EXERCISE: Output only the lines from the start of the entries through the line holding "Connect and authenticate". Each line must match the original exactly.

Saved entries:
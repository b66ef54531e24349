//! Metrics and monitoring for the autohost bot
//!
//! This module provides Prometheus metrics collection and the optional HTTP
//! server exposing health, metrics and rotation state.

pub mod collector;
pub mod health;

pub use collector::{EventMetrics, GateMetrics, MetricsCollector, RotationMetrics};
pub use health::{HealthServer, HealthServerConfig, HealthServerState, HealthStatus};
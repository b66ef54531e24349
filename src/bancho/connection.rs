//! Bancho IRC connection setup
//!
//! Opens the TCP connection, logs in and joins the multiplayer channel. Any
//! failure here is fatal; there is no retry.

use crate::bancho::messages::{self, IrcMessage, ERR_NOSUCHCHANNEL, ERR_PASSWDMISMATCH, RPL_WELCOME};
use crate::config::BanchoSettings;
use crate::error::{AutohostError, Result};
use std::time::Duration;
use tokio::io::{AsyncBufReadExt, AsyncWriteExt, BufReader, Lines};
use tokio::net::tcp::{OwnedReadHalf, OwnedWriteHalf};
use tokio::net::TcpStream;
use tokio::time::timeout;
use tracing::{debug, info, trace};

/// Line reader over the read half of the socket
pub type LineReader = Lines<BufReader<OwnedReadHalf>>;

/// Logged-in connection to the Bancho IRC gateway
pub struct BanchoConnection {
    lines: LineReader,
    writer: OwnedWriteHalf,
    username: String,
    timeout: Duration,
}

impl BanchoConnection {
    /// Connect and authenticate
    pub async fn connect(settings: &BanchoSettings, connect_timeout: Duration) -> Result<Self> {
        let address = format!("{}:{}", settings.host, settings.port);
        info!("Connecting to {}", address);

        let stream = timeout(connect_timeout, TcpStream::connect(&address))
            .await
            .map_err(|_| AutohostError::ConnectionFailed {
                address: address.clone(),
                message: "timed out".to_string(),
            })?
            .map_err(|e| AutohostError::ConnectionFailed {
                address: address.clone(),
                message: e.to_string(),
            })?;

        let (read_half, writer) = stream.into_split();
        let mut connection = Self {
            lines: BufReader::new(read_half).lines(),
            writer,
            username: settings.username.clone(),
            timeout: connect_timeout,
        };

        connection.login(&settings.password).await?;
        info!("Logged in as {}", connection.username);
        Ok(connection)
    }

    async fn login(&mut self, password: &str) -> Result<()> {
        let username = self.username.clone();
        self.send_line(&messages::pass(password)).await?;
        self.send_line(&messages::nick(&username)).await?;
        self.send_line(&messages::user(&username)).await?;

        loop {
            let message = self.next_message().await?;
            match message.command.as_str() {
                RPL_WELCOME => return Ok(()),
                ERR_PASSWDMISMATCH => {
                    return Err(AutohostError::AuthenticationFailed {
                        username,
                        message: message.trailing().unwrap_or("bad password").to_string(),
                    }
                    .into())
                }
                _ => {}
            }
        }
    }

    /// Join `channel` and wait for the server to confirm
    pub async fn join(&mut self, channel: &str) -> Result<()> {
        self.send_line(&messages::join(channel)).await?;

        loop {
            let message = self.next_message().await?;
            match message.command.as_str() {
                "JOIN"
                    if message.trailing() == Some(channel)
                        && message
                            .nick()
                            .is_some_and(|nick| nick.eq_ignore_ascii_case(&self.username)) =>
                {
                    info!("Joined {}", channel);
                    return Ok(());
                }
                ERR_NOSUCHCHANNEL => {
                    return Err(AutohostError::Protocol {
                        message: format!("no such channel: {}", channel),
                    }
                    .into())
                }
                _ => {}
            }
        }
    }

    /// Next non-PING message, answering PINGs on the way
    async fn next_message(&mut self) -> Result<IrcMessage> {
        loop {
            let line = timeout(self.timeout, self.lines.next_line())
                .await
                .map_err(|_| AutohostError::Protocol {
                    message: "timed out waiting for the server".to_string(),
                })??
                .ok_or(AutohostError::Disconnected)?;
            trace!("<< {}", line);

            let Some(message) = IrcMessage::parse(&line) else {
                continue;
            };

            if message.command == "PING" {
                let token = message.trailing().unwrap_or_default().to_string();
                self.send_line(&messages::pong(&token)).await?;
                continue;
            }

            return Ok(message);
        }
    }

    async fn send_line(&mut self, line: &str) -> Result<()> {
        if line.starts_with("PASS ") {
            debug!(">> PASS ********");
        } else {
            debug!(">> {}", line);
        }
        self.writer.write_all(line.as_bytes()).await?;
        self.writer.write_all(b"\r\n").await?;
        Ok(())
    }

    pub fn username(&self) -> &str {
        &self.username
    }

    /// Hand the socket halves over to the long-running reader and writer tasks
    pub fn into_parts(self) -> (LineReader, OwnedWriteHalf) {
        (self.lines, self.writer)
    }
}
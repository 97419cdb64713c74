// routes.rs
use std::sync::Arc;

use axum::routing::any;
use axum::Router;
use tower_http::trace::TraceLayer;

use crate::handlers;
use crate::poll::PollService;
use crate::store::PollStore;

pub fn create_routes<S: PollStore>(service: PollService<S>) -> Router {
    Router::new()
        .route("/", any(handlers::dispatch::<S>))
        .fallback(handlers::dispatch::<S>)
        .layer(TraceLayer::new_for_http())
        .with_state(Arc::new(service))
}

OUTPUT FOR THIS EXERCISE:
repository b66ef54531e24349
//! Metrics and monitoring for the autohost bot
//!
//! This module provides Prometheus metrics collection and the optional HTTP
//! server exposing health, metrics and rotation state.

pub mod collector;
pub mod health;

pub use collector::{EventMetrics, GateMetrics, MetricsCollector, RotationMetrics};
pub use health::{HealthServer, HealthServerConfig, HealthServerState, HealthStatus};
repository b66ef54531e24349
filename src/bancho/connection.rs
//! Bancho IRC connection setup
//!
//! Opens the TCP connection, logs in and joins the multiplayer channel. Any
//! failure here is fatal; there is no retry.

use crate::bancho::messages::{self, IrcMessage, ERR_NOSUCHCHANNEL, ERR_PASSWDMISMATCH, RPL_WELCOME};
use crate::config::BanchoSettings;
use crate::error::{AutohostError, Result};
use std::time::Duration;
use tokio::io::{AsyncBufReadExt, AsyncWriteExt, BufReader, Lines};
use tokio::net::tcp::{OwnedReadHalf, OwnedWriteHalf};
use tokio::net::TcpStream;
use tokio::time::timeout;
use tracing::{debug, info, trace};

/// Line reader over the read half of the socket
pub type LineReader = Lines<BufReader<OwnedReadHalf>>;

/// Logged-in connection to the Bancho IRC gateway
pub struct BanchoConnection {
    lines: LineReader,
    writer: OwnedWriteHalf,
    username: String,
    timeout: Duration,
}

impl BanchoConnection {
    /// Connect and authenticate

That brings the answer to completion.